[Saved entries]
• • • •
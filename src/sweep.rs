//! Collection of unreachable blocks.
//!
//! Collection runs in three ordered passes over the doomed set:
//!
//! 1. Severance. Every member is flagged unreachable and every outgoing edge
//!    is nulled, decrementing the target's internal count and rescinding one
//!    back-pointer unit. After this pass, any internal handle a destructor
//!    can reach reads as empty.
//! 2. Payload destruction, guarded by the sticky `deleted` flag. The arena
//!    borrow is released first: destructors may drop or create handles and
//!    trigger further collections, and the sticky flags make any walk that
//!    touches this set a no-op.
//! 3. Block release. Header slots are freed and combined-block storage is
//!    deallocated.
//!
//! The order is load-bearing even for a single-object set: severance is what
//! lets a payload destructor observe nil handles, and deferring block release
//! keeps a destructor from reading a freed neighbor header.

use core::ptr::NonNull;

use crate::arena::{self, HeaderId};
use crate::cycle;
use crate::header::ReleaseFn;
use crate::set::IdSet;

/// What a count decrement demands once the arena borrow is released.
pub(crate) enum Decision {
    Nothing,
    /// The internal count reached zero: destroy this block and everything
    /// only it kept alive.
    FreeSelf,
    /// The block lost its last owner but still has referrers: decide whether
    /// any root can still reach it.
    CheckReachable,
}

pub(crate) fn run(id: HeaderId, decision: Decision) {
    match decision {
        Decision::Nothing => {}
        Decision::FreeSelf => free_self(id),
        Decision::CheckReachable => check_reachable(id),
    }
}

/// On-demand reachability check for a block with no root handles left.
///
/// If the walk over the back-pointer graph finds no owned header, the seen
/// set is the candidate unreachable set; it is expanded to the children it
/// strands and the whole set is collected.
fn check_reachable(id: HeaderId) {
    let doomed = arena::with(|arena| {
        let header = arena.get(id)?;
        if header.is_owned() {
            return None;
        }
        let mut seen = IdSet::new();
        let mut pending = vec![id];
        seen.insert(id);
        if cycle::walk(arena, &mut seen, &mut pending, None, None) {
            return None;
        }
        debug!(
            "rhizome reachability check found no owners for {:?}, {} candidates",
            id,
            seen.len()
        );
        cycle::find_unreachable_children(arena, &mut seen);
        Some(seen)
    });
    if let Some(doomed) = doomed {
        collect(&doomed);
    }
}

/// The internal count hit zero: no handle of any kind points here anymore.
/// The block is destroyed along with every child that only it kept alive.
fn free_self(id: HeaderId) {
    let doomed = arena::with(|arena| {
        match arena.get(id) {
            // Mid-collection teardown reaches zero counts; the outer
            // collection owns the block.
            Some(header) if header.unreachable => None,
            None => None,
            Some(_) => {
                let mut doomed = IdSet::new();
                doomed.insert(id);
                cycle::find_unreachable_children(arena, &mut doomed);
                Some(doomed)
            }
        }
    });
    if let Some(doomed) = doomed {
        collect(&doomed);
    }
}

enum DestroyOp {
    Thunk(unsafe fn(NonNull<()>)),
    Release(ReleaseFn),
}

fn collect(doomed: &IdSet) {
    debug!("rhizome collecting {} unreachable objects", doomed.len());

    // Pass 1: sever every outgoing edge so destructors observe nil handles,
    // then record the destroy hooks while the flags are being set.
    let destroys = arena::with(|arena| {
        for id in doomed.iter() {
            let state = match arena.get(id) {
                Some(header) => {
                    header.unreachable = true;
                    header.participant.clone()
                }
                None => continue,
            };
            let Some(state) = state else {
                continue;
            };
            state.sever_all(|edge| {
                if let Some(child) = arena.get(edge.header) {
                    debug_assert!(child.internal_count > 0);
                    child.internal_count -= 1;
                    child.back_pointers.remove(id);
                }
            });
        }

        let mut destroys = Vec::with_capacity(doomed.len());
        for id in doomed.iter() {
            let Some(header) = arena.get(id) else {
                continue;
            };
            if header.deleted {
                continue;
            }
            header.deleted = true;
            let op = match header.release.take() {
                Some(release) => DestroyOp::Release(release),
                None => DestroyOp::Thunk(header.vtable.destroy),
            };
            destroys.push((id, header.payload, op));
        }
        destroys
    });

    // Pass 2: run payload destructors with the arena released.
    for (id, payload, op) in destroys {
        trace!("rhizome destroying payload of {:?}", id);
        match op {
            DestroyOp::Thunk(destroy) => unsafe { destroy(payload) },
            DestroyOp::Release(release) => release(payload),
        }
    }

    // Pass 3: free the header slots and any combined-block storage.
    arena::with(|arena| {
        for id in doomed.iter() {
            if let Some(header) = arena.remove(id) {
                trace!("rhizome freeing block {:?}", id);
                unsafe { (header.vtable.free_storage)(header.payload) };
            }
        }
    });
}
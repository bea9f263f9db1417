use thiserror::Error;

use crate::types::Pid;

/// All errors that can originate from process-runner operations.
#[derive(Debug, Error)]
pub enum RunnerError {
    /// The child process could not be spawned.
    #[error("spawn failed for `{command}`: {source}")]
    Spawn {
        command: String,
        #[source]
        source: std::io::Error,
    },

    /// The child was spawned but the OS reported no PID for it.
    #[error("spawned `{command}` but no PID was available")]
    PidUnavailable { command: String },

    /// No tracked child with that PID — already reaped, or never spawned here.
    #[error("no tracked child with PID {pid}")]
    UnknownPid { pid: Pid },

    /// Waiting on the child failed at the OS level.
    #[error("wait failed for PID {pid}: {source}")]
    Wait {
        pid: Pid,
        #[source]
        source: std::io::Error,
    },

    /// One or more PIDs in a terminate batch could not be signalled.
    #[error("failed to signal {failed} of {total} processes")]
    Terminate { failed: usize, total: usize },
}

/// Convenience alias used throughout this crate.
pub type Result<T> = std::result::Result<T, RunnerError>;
• • • •
• [Assigned task] Nothing but the lines from the one with "usize, total: usize" through the last line of the entries should be repeated, and those exactly.

• [Answer for the task]
    Terminate { failed: usize, total: usize },
}

/// Convenience alias used throughout this crate.
pub type Result<T> = std::result::Result<T, RunnerError>;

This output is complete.